Charitable organization

The Christopher & Dana Reeve Foundation is a charitable organization headquartered in Short Hills, New Jersey, dedicated to finding treatments and cures for paralysis caused by spinal cord injury and other neurological disorders.

The organization's mission statement states: "We are dedicated to curing spinal cord injury by advancing innovative research and improving quality of life for individuals and families impacted by paralysis." As of 2024, it has distributed over $140 million to spinal cord researchers, and $46 million to nonprofits that aim to support better quality-of-life for people with disabilities.

== History ==
The foundation was started in 1982 by Hank Stifel, whose son Henry had been injured in a motor vehicle accident. Its original name was the Stifel Paralysis Research Foundation. In the mid-1980s, Stifel approached the American Paralysis Association (APA) about a merger under the APA banner. In 1995, actor Christopher Reeve became quadriplegic as a result of a horse riding accident. Reeve reached out to the APA and raised funds for it. He joined the board of directors and was elected chairman. In 1996, Reeve established the Christopher Reeve Foundation (CRF). In 1999, CRF and APA merged into the Christopher Reeve Paralysis Foundation. Later, the word "paralysis" was dropped from its name and the organization was called the Christopher Reeve Foundation.

After Reeve's death in October 2004, his widow, Dana Reeve, assumed the chairmanship of the Foundation. She died 17 months later, in March 2006, of lung cancer.

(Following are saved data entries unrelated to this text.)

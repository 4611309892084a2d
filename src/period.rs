//! Calendar-month periods (`YYYY-MM`).
//!
//! A period is one generation cycle for a recurring template. Periods are
//! totally ordered and support month arithmetic, which is what the recency
//! gap and cadence checks are built on.

use std::fmt;
use std::str::FromStr;

use chrono::{Datelike, NaiveDate, Utc};
use serde::{Deserialize, Serialize};

use crate::error::{Error, Result};

#[derive(Debug, Clone, Copy, PartialEq, Eq, PartialOrd, Ord, Hash, Serialize, Deserialize)]
#[serde(try_from = "String", into = "String")]
pub struct Period {
    year: i32,
    month: u32,
}

impl Period {
    pub fn new(year: i32, month: u32) -> Result<Self> {
        if !(1..=12).contains(&month) {
            return Err(Error::Validation(format!(
                "month must be 1-12, got {month}"
            )));
        }
        if !(1..=9999).contains(&year) {
            return Err(Error::Validation(format!(
                "year must be 1-9999, got {year}"
            )));
        }
        Ok(Self { year, month })
    }

    pub fn from_date(date: NaiveDate) -> Self {
        Self {
            year: date.year(),
            month: date.month(),
        }
    }

    pub fn current() -> Self {
        Self::from_date(Utc::now().date_naive())
    }

    pub fn year(&self) -> i32 {
        self.year
    }

    pub fn month(&self) -> u32 {
        self.month
    }

    /// Months elapsed from `earlier` to `self` (negative when `earlier` is later).
    pub fn months_since(&self, earlier: &Period) -> i32 {
        self.index() - earlier.index()
    }

    pub fn add_months(&self, months: i32) -> Period {
        let index = self.index() + months;
        Period {
            year: index.div_euclid(12),
            month: (index.rem_euclid(12) + 1) as u32,
        }
    }

    pub fn next(&self) -> Period {
        self.add_months(1)
    }

    pub fn first_day(&self) -> NaiveDate {
        // Constructor guarantees a valid year/month.
        NaiveDate::from_ymd_opt(self.year, self.month, 1).unwrap_or(NaiveDate::MIN)
    }

    pub fn last_day(&self) -> NaiveDate {
        self.first_day() + chrono::Duration::days(i64::from(self.days_in_month()) - 1)
    }

    pub fn days_in_month(&self) -> u32 {
        let next = self.next();
        let first_next = NaiveDate::from_ymd_opt(next.year, next.month, 1);
        match first_next {
            Some(date) => (date - self.first_day()).num_days() as u32,
            None => 31,
        }
    }

    pub fn contains(&self, date: NaiveDate) -> bool {
        date.year() == self.year && date.month() == self.month
    }

    /// Inclusive range of periods from `self` through `end`.
    pub fn through(&self, end: &Period) -> Vec<Period> {
        let mut periods = Vec::new();
        let mut cursor = *self;
        while cursor <= *end {
            periods.push(cursor);
            cursor = cursor.next();
        }
        periods
    }

    fn index(&self) -> i32 {
        self.year * 12 + (self.month as i32 - 1)
    }
}

impl fmt::Display for Period {
    fn fmt(&self, f: &mut fmt::Formatter<'_>) -> fmt::Result {
        write!(f, "{:04}-{:02}", self.year, self.month)
    }
}

impl FromStr for Period {
    type Err = Error;

    fn from_str(s: &str) -> Result<Self> {
        let trimmed = s.trim();
        let invalid = || {
            Error::Validation(format!(
                "invalid period '{trimmed}'. Expected YYYY-MM"
            ))
        };

        let (year, month) = trimmed.split_once('-').ok_or_else(invalid)?;
        if year.len() != 4 || month.len() != 2 {
            return Err(invalid());
        }
        if !year.chars().all(|c| c.is_ascii_digit()) || !month.chars().all(|c| c.is_ascii_digit())
        {
            return Err(invalid());
        }
        let year: i32 = year.parse().map_err(|_| invalid())?;
        let month: u32 = month.parse().map_err(|_| invalid())?;
        Period::new(year, month)
    }
}

impl TryFrom<String> for Period {
    type Error = Error;

    fn try_from(value: String) -> Result<Self> {
        value.parse()
    }
}

impl From<Period> for String {
    fn from(period: Period) -> Self {
        period.to_string()
    }
}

On March 11, 2007, the Foundation announced that it had changed its name to the Christopher & Dana Reeve Foundation on the first anniversary of Dana Reeve's death. As of 2025, all three of Christopher Reeve's children serve on the foundation's board of directors. They are television reporter and anchor Will Reeve, film producer and director Matthew Reeve, and lawyer Alexandra Reeve Givens.